Par Emilie Major-Parent

 

 

Seule sur son cell

Dans sa plus récente Enquête sociale sur la solitude, Statistique Canada confirme que les jeunes femmes et les personnes n’étant pas en couple affichent les plus hauts niveaux de solitude. En effet, ce sont 29% des jeunes femmes contre 18% des hommes de 15-24 ans qui se sentent toujours ou souvent seul·es, augmentant leur risque de souffrir de dépression. Le 14 février, alors que les réseaux sociaux s’enflamment de déclarations amoureuses et de photos retouchées de couples à envier, toutes ces jeunes femmes se retrouvent d’autant plus vulnérables. Près d’une femme sur 6 dit se sentir anxieuse, déprimée, frustrée, en colère ou envieuse des autres lorsqu’elle utilise les réseaux sociaux.

 

Mais d’où provient toute cette mélancolie féminine? Je crois que le patriarcat systémique y est pour quelque chose. Après tout, combien de fois, petites, avons-nous entendu la phrase «Ils vécurent heureux et eurent beaucoup d’enfants» ? L’endoctrinement Disney inculqué depuis l’enfance dicte inconsciemment aux filles d’aspirer à l’idéal patriarcal de former un couple hétéronormatif et d’être la femme-mère procréatrice pour «réussir» sa féminité, sa vie. Être seule à la Saint-Valentin ne nous soustrait pas de cet impératif lorsque tout ce qu’on souhaite c’est d’être dans la norme, au contraire.  

 

Un orgasme patriarcal

Qui dit Saint-Valentin dit… sexe après un souper romantique. Mais est-ce qu’il suffit que l’ensemble des participant·es soient consentant·es pour que la relation sexuelle soit égalitaire? Et bien non! Connaissez-vous le concept d’écart orgasmique? Chez les couples hétérosexuels, 95% des hommes réussissent toujours ou la plupart du temps à atteindre l’orgasme contre 65% des femmes! Pourtant, 86% des femmes homosexuelles y parviennent avec leur partenaire…

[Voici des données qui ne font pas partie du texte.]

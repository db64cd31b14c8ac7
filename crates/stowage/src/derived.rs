#![forbid(unsafe_code)]

//! Derived properties: named pure functions of the base state.
//!
//! [`create_derived`] layers each function onto a base object as a read-only
//! computed field. The layered object forwards every read and write of a
//! base field to the base (they are the same object), so a write is visible
//! both to direct reads and to the next recomputation. Derived values are
//! recomputed lazily: a mutation batch marks them dirty and the next read
//! evaluates them, which keeps them consistent at every notification
//! boundary.

use std::fmt;
use std::rc::Rc;

use indexmap::IndexMap;
use stowage_core::{Computed, Observable, Value};

use crate::error::StoreError;

/// A derived property. Receives the base object, reserved fields included,
/// and must not mutate it.
pub type DerivedFn = Rc<dyn Fn(&Observable) -> Value>;

/// An ordered map of derived property names to functions.
#[derive(Clone, Default)]
pub struct DerivedProps {
    fns: IndexMap<String, DerivedFn>,
}

impl fmt::Debug for DerivedProps {
    fn fmt(&self, f: &mut fmt::Formatter<'_>) -> fmt::Result {
        f.debug_set().entries(self.fns.keys()).finish()
    }
}

impl DerivedProps {
    #[must_use]
    pub fn new() -> Self {
        Self::default()
    }

    /// Add a property. A later function with the same name replaces the earlier.
    #[must_use]
    pub fn with<F, V>(mut self, name: impl Into<String>, f: F) -> Self
    where
        F: Fn(&Observable) -> V + 'static,
        V: Into<Value>,
    {
        let derived: DerivedFn = Rc::new(move |state: &Observable| -> Value { f(state).into() });
        self.fns.insert(name.into(), derived);
        self
    }

    #[must_use]
    pub fn get(&self, name: &str) -> Option<&DerivedFn> {
        self.fns.get(name)
    }

    #[must_use]
    pub fn contains_key(&self, name: &str) -> bool {
        self.fns.contains_key(name)
    }

    pub fn keys(&self) -> impl Iterator<Item = &str> {
        self.fns.keys().map(String::as_str)
    }

    pub fn iter(&self) -> impl Iterator<Item = (&str, &DerivedFn)> {
        self.fns.iter().map(|(k, f)| (k.as_str(), f))
    }

    #[must_use]
    pub fn len(&self) -> usize {
        self.fns.len()
    }

    #[must_use]
    pub fn is_empty(&self) -> bool {
        self.fns.is_empty()
    }
}

/// Merge two derived-property maps; on collision `d2` wins.
#[must_use]
pub fn combine_derived_props(d1: &DerivedProps, d2: &DerivedProps) -> DerivedProps {
    let mut merged = d1.clone();
    for (name, f) in &d2.fns {
        merged.fns.insert(name.clone(), Rc::clone(f));
    }
    merged
}

/// Layer `props` onto `state` as computed fields and return the layered
/// object.
///
/// Fails if a property name is already a stored field of `state`.
pub fn create_derived(state: &Observable, props: &DerivedProps) -> Result<Observable, StoreError> {
    for (name, f) in props.iter() {
        let f = Rc::clone(f);
        let computed = Computed::from_observable(state, move |base| f(base));
        state.define_computed(name, computed)?;
    }
    Ok(state.clone())
}

#[cfg(test)]
mod tests {
    use super::*;
    use stowage_core::{ReactiveError, SubscribeOptions, flush};
    use std::cell::RefCell;

    fn x_of(state: &Observable) -> i64 {
        state.get("x").and_then(|v| v.as_i64()).unwrap_or_default()
    }

    #[test]
    fn exposes_base_and_derived_fields() {
        let base = Observable::from_fields([("x", 1)]);
        let view = create_derived(
            &base,
            &DerivedProps::new().with("y", |s: &Observable| (x_of(s) * 2).to_string()),
        )
        .unwrap();
        assert_eq!(view.get("x"), Some(Value::Int(1)));
        assert_eq!(view.get("y"), Some(Value::from("2")));
    }

    #[test]
    fn writes_through_view_reach_base_and_recomputation() {
        let base = Observable::from_fields([("x", 1)]);
        let view = create_derived(
            &base,
            &DerivedProps::new().with("y", |s: &Observable| (x_of(s) * 2).to_string()),
        )
        .unwrap();

        let seen = Rc::new(RefCell::new(None));
        let sink = Rc::clone(&seen);
        let watched = view.clone();
        let _sub = view.subscribe(
            move |_| {
                let snap = watched.snapshot();
                *sink.borrow_mut() = Some((snap.get("x").cloned(), snap.get("y").cloned()));
            },
            SubscribeOptions::deferred(),
        );

        view.set("x", 2).unwrap();
        assert_eq!(base.get("x"), Some(Value::Int(2)));
        assert_eq!(view.get("x"), Some(Value::Int(2)));

        flush();
        assert_eq!(
            *seen.borrow(),
            Some((Some(Value::Int(2)), Some(Value::from("4"))))
        );
    }

    #[test]
    fn derived_fields_are_read_only() {
        let base = Observable::from_fields([("x", 1)]);
        let view = create_derived(&base, &DerivedProps::new().with("y", x_of)).unwrap();
        let err = view.set("y", 0).unwrap_err();
        assert_eq!(err, ReactiveError::ReadOnly { key: "y".into() });
    }

    #[test]
    fn derived_name_colliding_with_base_field_fails() {
        let base = Observable::from_fields([("x", 1)]);
        let err = create_derived(&base, &DerivedProps::new().with("x", x_of)).unwrap_err();
        assert!(matches!(
            err,
            StoreError::Reactive(ReactiveError::Shadowed { .. })
        ));
    }

    #[test]
    fn combine_keeps_both_and_second_wins() {
        let state = Observable::from_fields([("x", 1)]);
        let d1 = DerivedProps::new()
            .with("y", |s: &Observable| (x_of(s) * 2).to_string())
            .with("z", |_: &Observable| "first");
        let d2 = DerivedProps::new()
            .with("even", |s: &Observable| x_of(s) % 2 == 0)
            .with("z", |_: &Observable| "second");

        let d = combine_derived_props(&d1, &d2);
        assert_eq!(d.keys().collect::<Vec<_>>(), vec!["y", "z", "even"]);
        assert_eq!((d.get("y").unwrap())(&state), Value::from("2"));
        assert_eq!((d.get("even").unwrap())(&state), Value::Bool(false));
        assert_eq!((d.get("z").unwrap())(&state), Value::from("second"));
    }
}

Mes recherches sur le plaisir féminin m’ont confirmé que tous les chemins mènent… au clitoris! Autrement dit, la fréquence et la qualité des orgasmes féminins étaient supérieures lorsque le clitoris était stimulé. De façon surprenante, c’est seulement depuis 2005 après sept ans de recherches que l’urologue australienne Helen O’Connell a offert une cartographie anatomique complète du complexe clitoridien. Son anatomie 3D circule depuis quelques années sur le web. Merci, Helen. Espérons que ces bonnes nouvelles contribueront à une meilleure égalité au lit!

 

Les rideaux fermés sur la violence

Au risque de terminer sur une note choquante, je tiens à rappeler qu’une femme est tuée chaque six jours au Canada par son partenaire intime. À la Saint-Valentin, on observe une augmentation de 20% des appels en lien avec la violence conjugale. Sachant que 80% des victimes n’ont jamais déclaré la violence subie à la police, beaucoup de femmes encaissent toutes les formes de violence dans l’ombre et le silence. 

La Saint-Valentin n’est pas rose pour toutes les femmes et nous avons la responsabilité collective d’agir. Éduquons les prochaines générations sur les stéréotypes de genre, sur la représentation réductrice des femmes dans les médias et sur l’importance du plaisir sexuel féminin. Sachons reconnaître les signes de la violence conjugale sous toutes ses formes. Parce qu’entre une boîte de chocolats et un pas de plus vers l’égalité de genre, je préfère la seconde option.